→ **WORK REQUEST**
Among the lines below, restate word for word only those from the line with "use std::path::Path;" through the line with "pub fn load_config(path: &Path)", with both end lines kept.

*** Block opens ***

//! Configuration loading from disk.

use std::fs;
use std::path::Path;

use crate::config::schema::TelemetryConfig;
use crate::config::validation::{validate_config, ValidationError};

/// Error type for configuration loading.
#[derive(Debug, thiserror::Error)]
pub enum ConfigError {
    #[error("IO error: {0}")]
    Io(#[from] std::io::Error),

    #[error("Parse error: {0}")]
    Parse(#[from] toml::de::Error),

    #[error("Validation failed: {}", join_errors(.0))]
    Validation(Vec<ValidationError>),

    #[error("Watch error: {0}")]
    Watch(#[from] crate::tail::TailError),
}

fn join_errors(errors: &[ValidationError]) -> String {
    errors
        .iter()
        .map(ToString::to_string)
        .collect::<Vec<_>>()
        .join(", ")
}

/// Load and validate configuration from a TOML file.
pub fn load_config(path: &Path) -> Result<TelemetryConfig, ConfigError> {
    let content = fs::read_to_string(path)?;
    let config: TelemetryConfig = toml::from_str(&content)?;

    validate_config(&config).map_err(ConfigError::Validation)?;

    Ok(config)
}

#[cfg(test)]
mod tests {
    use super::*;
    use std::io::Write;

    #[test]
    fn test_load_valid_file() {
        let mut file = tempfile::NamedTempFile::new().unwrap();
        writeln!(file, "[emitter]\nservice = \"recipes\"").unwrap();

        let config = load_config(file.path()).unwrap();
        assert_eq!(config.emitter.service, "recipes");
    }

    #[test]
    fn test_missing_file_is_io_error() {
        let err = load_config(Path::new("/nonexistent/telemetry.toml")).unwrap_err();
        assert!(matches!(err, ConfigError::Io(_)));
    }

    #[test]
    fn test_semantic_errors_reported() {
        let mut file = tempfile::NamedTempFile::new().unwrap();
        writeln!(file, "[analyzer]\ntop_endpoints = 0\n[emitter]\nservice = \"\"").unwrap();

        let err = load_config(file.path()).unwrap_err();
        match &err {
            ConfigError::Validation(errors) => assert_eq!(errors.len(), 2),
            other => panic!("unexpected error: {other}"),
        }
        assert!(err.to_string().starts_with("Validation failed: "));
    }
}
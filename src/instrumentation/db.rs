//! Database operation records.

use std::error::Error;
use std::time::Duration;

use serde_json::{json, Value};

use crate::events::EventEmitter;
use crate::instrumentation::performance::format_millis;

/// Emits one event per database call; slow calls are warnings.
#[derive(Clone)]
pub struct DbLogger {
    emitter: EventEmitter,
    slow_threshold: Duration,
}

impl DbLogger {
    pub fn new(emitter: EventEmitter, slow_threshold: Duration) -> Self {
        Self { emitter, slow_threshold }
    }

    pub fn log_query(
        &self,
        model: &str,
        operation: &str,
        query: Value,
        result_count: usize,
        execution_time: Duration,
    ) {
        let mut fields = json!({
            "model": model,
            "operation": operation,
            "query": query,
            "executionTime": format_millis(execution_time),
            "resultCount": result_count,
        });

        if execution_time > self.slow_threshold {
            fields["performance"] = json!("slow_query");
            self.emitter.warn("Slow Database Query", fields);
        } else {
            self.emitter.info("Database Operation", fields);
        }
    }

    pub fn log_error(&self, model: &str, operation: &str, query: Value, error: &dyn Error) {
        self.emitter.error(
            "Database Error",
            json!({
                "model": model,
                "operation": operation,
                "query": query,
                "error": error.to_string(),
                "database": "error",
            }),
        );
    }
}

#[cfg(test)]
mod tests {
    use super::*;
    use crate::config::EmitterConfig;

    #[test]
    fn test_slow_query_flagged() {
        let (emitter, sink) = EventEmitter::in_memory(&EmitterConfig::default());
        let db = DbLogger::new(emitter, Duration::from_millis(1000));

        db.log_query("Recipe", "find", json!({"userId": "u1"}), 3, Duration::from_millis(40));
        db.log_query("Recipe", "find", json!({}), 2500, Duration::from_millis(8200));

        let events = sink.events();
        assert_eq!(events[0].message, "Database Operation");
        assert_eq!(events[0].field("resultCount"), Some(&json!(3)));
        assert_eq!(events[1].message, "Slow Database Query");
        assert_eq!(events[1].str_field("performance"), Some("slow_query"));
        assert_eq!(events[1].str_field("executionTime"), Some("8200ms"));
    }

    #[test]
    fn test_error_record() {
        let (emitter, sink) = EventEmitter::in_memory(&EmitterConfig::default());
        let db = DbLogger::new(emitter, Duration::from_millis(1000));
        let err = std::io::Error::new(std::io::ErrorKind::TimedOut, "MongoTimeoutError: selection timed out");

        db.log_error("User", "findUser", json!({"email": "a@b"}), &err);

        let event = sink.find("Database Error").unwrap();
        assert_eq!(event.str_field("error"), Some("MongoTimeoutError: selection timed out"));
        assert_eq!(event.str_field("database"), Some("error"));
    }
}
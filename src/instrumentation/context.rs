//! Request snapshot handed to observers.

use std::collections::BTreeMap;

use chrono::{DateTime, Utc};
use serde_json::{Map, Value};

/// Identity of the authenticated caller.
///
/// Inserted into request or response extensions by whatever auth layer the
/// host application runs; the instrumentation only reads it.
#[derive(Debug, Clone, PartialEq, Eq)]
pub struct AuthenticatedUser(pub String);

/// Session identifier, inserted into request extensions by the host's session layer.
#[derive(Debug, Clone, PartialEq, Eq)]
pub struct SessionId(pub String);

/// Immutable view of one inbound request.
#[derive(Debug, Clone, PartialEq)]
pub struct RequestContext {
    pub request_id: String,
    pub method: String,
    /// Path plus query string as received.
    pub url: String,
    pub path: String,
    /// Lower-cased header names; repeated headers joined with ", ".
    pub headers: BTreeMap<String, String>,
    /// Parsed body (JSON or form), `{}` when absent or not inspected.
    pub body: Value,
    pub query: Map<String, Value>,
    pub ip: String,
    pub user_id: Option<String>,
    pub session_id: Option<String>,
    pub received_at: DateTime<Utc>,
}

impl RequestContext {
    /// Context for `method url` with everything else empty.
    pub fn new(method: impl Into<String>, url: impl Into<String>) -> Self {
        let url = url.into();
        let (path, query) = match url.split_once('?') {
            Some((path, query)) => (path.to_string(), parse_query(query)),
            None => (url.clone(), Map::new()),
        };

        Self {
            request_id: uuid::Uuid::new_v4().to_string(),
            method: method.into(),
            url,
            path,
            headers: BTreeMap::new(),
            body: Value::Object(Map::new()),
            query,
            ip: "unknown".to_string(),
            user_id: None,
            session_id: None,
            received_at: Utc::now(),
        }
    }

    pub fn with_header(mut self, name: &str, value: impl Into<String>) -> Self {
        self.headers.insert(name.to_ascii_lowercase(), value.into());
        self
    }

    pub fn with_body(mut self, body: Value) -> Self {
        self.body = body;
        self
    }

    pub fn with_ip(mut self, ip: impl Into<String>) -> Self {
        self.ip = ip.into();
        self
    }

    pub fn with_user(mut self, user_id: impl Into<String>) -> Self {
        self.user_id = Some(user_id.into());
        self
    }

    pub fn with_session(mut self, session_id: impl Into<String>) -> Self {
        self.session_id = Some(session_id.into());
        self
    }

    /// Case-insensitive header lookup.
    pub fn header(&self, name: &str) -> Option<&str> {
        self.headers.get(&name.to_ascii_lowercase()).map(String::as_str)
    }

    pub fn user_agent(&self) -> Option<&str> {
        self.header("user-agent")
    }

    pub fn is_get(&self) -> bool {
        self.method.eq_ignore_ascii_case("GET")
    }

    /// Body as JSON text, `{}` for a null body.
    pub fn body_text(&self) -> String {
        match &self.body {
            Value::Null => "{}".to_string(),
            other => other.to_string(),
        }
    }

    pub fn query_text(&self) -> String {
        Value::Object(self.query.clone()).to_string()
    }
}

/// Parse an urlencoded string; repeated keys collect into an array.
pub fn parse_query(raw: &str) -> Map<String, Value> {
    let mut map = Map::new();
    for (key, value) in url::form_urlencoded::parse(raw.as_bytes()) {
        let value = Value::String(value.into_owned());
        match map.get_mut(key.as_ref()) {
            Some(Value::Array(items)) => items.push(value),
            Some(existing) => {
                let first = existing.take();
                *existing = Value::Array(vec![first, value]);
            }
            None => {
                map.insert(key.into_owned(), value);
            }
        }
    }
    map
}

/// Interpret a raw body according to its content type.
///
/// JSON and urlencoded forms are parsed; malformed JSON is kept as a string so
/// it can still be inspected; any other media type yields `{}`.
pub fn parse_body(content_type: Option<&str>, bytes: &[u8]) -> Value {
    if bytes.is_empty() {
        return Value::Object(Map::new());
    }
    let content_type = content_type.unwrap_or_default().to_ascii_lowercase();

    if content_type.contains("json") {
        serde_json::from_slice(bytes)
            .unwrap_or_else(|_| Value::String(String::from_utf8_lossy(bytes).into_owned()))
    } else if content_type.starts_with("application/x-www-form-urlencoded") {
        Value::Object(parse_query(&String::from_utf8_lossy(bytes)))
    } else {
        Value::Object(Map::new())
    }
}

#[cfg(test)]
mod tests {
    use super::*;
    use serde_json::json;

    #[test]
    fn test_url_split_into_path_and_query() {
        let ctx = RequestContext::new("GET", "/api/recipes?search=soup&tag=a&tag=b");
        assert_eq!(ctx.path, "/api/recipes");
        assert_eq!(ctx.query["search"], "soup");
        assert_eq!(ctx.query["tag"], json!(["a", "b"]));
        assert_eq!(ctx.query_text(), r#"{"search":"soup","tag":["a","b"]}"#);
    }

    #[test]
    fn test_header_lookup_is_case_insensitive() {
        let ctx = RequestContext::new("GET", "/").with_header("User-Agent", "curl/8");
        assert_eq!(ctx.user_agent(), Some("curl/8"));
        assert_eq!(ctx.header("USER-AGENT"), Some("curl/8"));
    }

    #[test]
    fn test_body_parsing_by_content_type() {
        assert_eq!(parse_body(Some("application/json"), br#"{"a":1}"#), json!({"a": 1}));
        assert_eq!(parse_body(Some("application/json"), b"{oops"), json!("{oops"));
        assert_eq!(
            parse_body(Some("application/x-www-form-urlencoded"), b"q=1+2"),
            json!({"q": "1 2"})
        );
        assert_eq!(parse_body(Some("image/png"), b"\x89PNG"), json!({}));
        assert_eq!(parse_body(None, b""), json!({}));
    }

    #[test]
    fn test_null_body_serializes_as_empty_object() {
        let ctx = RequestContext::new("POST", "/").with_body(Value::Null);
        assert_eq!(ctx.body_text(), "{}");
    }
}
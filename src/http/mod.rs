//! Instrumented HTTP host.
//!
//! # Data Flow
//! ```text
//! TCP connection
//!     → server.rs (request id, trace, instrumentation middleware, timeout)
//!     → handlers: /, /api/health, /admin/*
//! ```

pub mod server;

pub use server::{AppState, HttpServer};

*** Block closes ***

→ **WRITTEN REPLY**
use std::path::Path;

use crate::config::schema::TelemetryConfig;
use crate::config::validation::{validate_config, ValidationError};

/// Error type for configuration loading.
#[derive(Debug, thiserror::Error)]
pub enum ConfigError {
    #[error("IO error: {0}")]
    Io(#[from] std::io::Error),

    #[error("Parse error: {0}")]
    Parse(#[from] toml::de::Error),

    #[error("Validation failed: {}", join_errors(.0))]
    Validation(Vec<ValidationError>),

    #[error("Watch error: {0}")]
    Watch(#[from] crate::tail::TailError),
}

fn join_errors(errors: &[ValidationError]) -> String {
    errors
        .iter()
        .map(ToString::to_string)
        .collect::<Vec<_>>()
        .join(", ")
}

/// Load and validate configuration from a TOML file.
pub fn load_config(path: &Path) -> Result<TelemetryConfig, ConfigError> {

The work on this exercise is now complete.